In his dissent, Justice Stephen Breyer underlined that New York’s regulations treat church services more favorably than gatherings with comparable risks, such as public lectures, concerts or theatrical performances.
As usual, the strongest dissent was by Sotomayor, who wrote, “Amidst a pandemic that has already claimed over a quarter million American lives, the court today enjoins one of New York’s public health measures aimed at containing the spread of COVID-19 in areas facing the most severe outbreaks.” Citing the earlier majority opinions upholding church service restrictions, she noted they provide a “clear and workable rule”: “They may restrict attendance at houses of worship so long as comparable secular institutions face restrictions that are at least equally as strict.”
Cuomo’s policies are more lenient to houses of worship than similar activities, Sotomayor wrote, and Gorsuch “does not even try to square his examples with the conditions medical experts tell us facilitate the spread of COVID-19: large groups of people gathering, speaking and singing in close proximity indoors for extended periods of time.” She added: “The Constitution does not forbid states from responding to public health crises through regulations that treat religious institutions equally or more favorably than comparable secular institutions, particularly when those regulations save lives.”

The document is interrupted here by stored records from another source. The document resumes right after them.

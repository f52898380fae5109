//! Completeness Verifier.
//!
//! Compares stored counts against the season plan and runs the
//! data-quality checks. Only reads from the database.

use std::collections::BTreeMap;
use std::fmt;

use serde::Serialize;
use tracing::debug;

use crate::cli::types::{GameUid, Season, StatUid, TeamUid};
use crate::error::CollectError;
use crate::season::{Category, SeasonRegistry};
use crate::storage::GameDatabase;
use crate::Result;

#[derive(Debug, Clone, Copy, PartialEq)]
pub struct VerifyPolicy {
    pub stats_missing_threshold: f64,
    pub stats_coverage_min: f64,
}

impl Default for VerifyPolicy {
    fn default() -> Self {
        Self {
            stats_missing_threshold: 0.15,
            stats_coverage_min: 0.85,
        }
    }
}

#[derive(Debug, Clone, Copy, Default, PartialEq, Eq, Serialize)]
pub struct CategoryCount {
    pub expected: u32,
    pub actual: u32,
    pub missing: u32,
}

impl CategoryCount {
    fn new(expected: u32, actual: u32) -> Self {
        Self {
            expected,
            actual,
            missing: expected.saturating_sub(actual),
        }
    }
}

#[derive(Debug, Clone, PartialEq, Serialize)]
pub struct Completeness {
    pub by_category: BTreeMap<Category, CategoryCount>,
    /// All rounds together.
    pub playoffs: CategoryCount,
    pub expected_total: u32,
    pub collected_total: u32,
    /// Sum of per-category gaps; a surplus in one round never hides a
    /// shortfall in another.
    pub missing_total: u32,
}

impl Completeness {
    pub fn regular(&self) -> CategoryCount {
        self.by_category
            .get(&Category::Regular)
            .copied()
            .unwrap_or_default()
    }
}

/// A data-quality finding. Reported, never repaired.
#[derive(Debug, Clone, PartialEq, Serialize)]
#[serde(tag = "kind", rename_all = "snake_case")]
pub enum Issue {
    OrphanedStat {
        stat_uid: StatUid,
        game_uid: GameUid,
    },
    UnknownTeam {
        game_uid: GameUid,
    },
    MissingDatetime {
        game_uid: GameUid,
    },
    StatsMissingCoreFields {
        missing: usize,
        total: usize,
        ratio: f64,
    },
    LowStatsCoverage {
        with_stats: usize,
        games: usize,
        ratio: f64,
    },
    DuplicateFixture {
        home_team: TeamUid,
        away_team: TeamUid,
        scheduled_at: String,
        count: u32,
    },
    SelfMatchup {
        game_uid: GameUid,
    },
    CategoryMismatch {
        game_uid: GameUid,
        stored: Category,
        expected: Category,
    },
}

impl Issue {
    /// Broken references between stored rows.
    pub fn is_referential(&self) -> bool {
        matches!(self, Issue::OrphanedStat { .. } | Issue::UnknownTeam { .. })
    }

    pub fn to_violation(&self) -> Option<CollectError> {
        self.is_referential()
            .then(|| CollectError::ReferentialViolation {
                detail: self.to_string(),
            })
    }
}

impl fmt::Display for Issue {
    fn fmt(&self, f: &mut fmt::Formatter<'_>) -> fmt::Result {
        match self {
            Issue::OrphanedStat { stat_uid, game_uid } => {
                write!(f, "stat {} references unknown game {}", stat_uid, game_uid)
            }
            Issue::UnknownTeam { game_uid } => {
                write!(f, "game {} references an unknown or missing team", game_uid)
            }
            Issue::MissingDatetime { game_uid } => {
                write!(f, "game {} has no scheduled date", game_uid)
            }
            Issue::StatsMissingCoreFields {
                missing,
                total,
                ratio,
            } => write!(
                f,
                "{} of {} stat lines ({:.1}%) lack total/passing/rushing yards",
                missing,
                total,
                ratio * 100.0
            ),
            Issue::LowStatsCoverage {
                with_stats,
                games,
                ratio,
            } => write!(
                f,
                "only {} of {} games ({:.1}%) have stats",
                with_stats,
                games,
                ratio * 100.0
            ),
            Issue::DuplicateFixture {
                home_team,
                away_team,
                scheduled_at,
                count,
            } => write!(
                f,
                "{} vs {} at {} stored {} times",
                home_team, away_team, scheduled_at, count
            ),
            Issue::SelfMatchup { game_uid } => {
                write!(f, "game {} has a team playing itself", game_uid)
            }
            Issue::CategoryMismatch {
                game_uid,
                stored,
                expected,
            } => write!(
                f,
                "game {} is {} but its date falls in the {} window",
                game_uid, stored, expected
            ),
        }
    }
}

#[derive(Debug, Clone, PartialEq, Serialize)]
pub struct VerificationReport {
    pub season: Season,
    pub completeness: Completeness,
    pub consistency: Vec<Issue>,
}

impl VerificationReport {
    pub fn is_complete(&self) -> bool {
        self.completeness.missing_total == 0
    }

    pub fn orphan_count(&self) -> usize {
        self.consistency
            .iter()
            .filter(|i| matches!(i, Issue::OrphanedStat { .. }))
            .count()
    }
}

pub fn verify_season(
    db: &GameDatabase,
    registry: &SeasonRegistry,
    season: Season,
    policy: &VerifyPolicy,
) -> Result<VerificationReport> {
    let plan = registry.require(season)?;

    let counts = db.count_games_by_category(season)?;
    let actual = |category: Category| counts.get(&category).copied().unwrap_or(0);

    let mut by_category = BTreeMap::new();
    by_category.insert(
        Category::Regular,
        CategoryCount::new(plan.regular_games, actual(Category::Regular)),
    );
    for round in Category::PLAYOFF_ROUNDS {
        by_category.insert(round, CategoryCount::new(plan.expected(round), actual(round)));
    }
    let playoffs = CategoryCount::new(
        plan.expected_playoffs(),
        Category::PLAYOFF_ROUNDS.iter().map(|r| actual(*r)).sum(),
    );
    let completeness = Completeness {
        expected_total: plan.expected_total(),
        collected_total: counts.values().sum(),
        missing_total: by_category.values().map(|c| c.missing).sum(),
        by_category,
        playoffs,
    };

    let mut consistency = Vec::new();

    for stat in db.orphaned_stats(season)? {
        consistency.push(Issue::OrphanedStat {
            stat_uid: stat.stat_uid,
            game_uid: stat.game_uid,
        });
    }
    for game_uid in db.games_with_unknown_teams(season)? {
        consistency.push(Issue::UnknownTeam { game_uid });
    }
    for game_uid in db.games_missing_datetime(season)? {
        consistency.push(Issue::MissingDatetime { game_uid });
    }

    let stats = db.season_stats(season)?;
    let missing_core = stats.iter().filter(|s| s.missing_core_fields()).count();
    if !stats.is_empty() {
        let ratio = missing_core as f64 / stats.len() as f64;
        if ratio > policy.stats_missing_threshold {
            consistency.push(Issue::StatsMissingCoreFields {
                missing: missing_core,
                total: stats.len(),
                ratio,
            });
        }
    }

    let games = db.season_games(season)?;
    if !games.is_empty() {
        let with_stats = db.games_with_stats(season)?.len();
        let ratio = with_stats as f64 / games.len() as f64;
        if ratio < policy.stats_coverage_min {
            consistency.push(Issue::LowStatsCoverage {
                with_stats,
                games: games.len(),
                ratio,
            });
        }
    }

    for dup in db.duplicate_fixtures(season)? {
        consistency.push(Issue::DuplicateFixture {
            home_team: dup.home_team,
            away_team: dup.away_team,
            scheduled_at: dup.scheduled_at,
            count: dup.count,
        });
    }
    for game_uid in db.self_matchups(season)? {
        consistency.push(Issue::SelfMatchup { game_uid });
    }

    for game in &games {
        if game.category_override {
            continue;
        }
        let Some(scheduled_at) = game.scheduled_at else {
            continue;
        };
        let expected = plan.classify(scheduled_at.date());
        if expected != game.category {
            consistency.push(Issue::CategoryMismatch {
                game_uid: game.uid.clone(),
                stored: game.category,
                expected,
            });
        }
    }

    debug!(
        %season,
        missing = completeness.missing_total,
        issues = consistency.len(),
        "verification finished"
    );

    Ok(VerificationReport {
        season,
        completeness,
        consistency,
    })
}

As New York Times Supreme Court reporter Adam Liptak points out, the ruling is “almost certainly a taste of things to come.” When Ginsburg was alive, Liptak writes, “Roberts voted with the court’s four-member liberal wing” in a number of major cases. This ruling clearly signals that the new SCOTUS majority is ready to move full steam ahead to weaponize and redefine religious liberty at the expense of the protections of the Establishment Clause separating religion from government. And the consequences, in this case, may be deadly.
The ACLU’s Daniel Mach puts it aptly, “The freedom to worship is one of our most cherished fundamental rights, but it does not include a license to harm others or endanger public health.” As FFRF has been emphasizing since the pandemic began, Americans have the right to free exercise, but not to risk other peoples’ lives.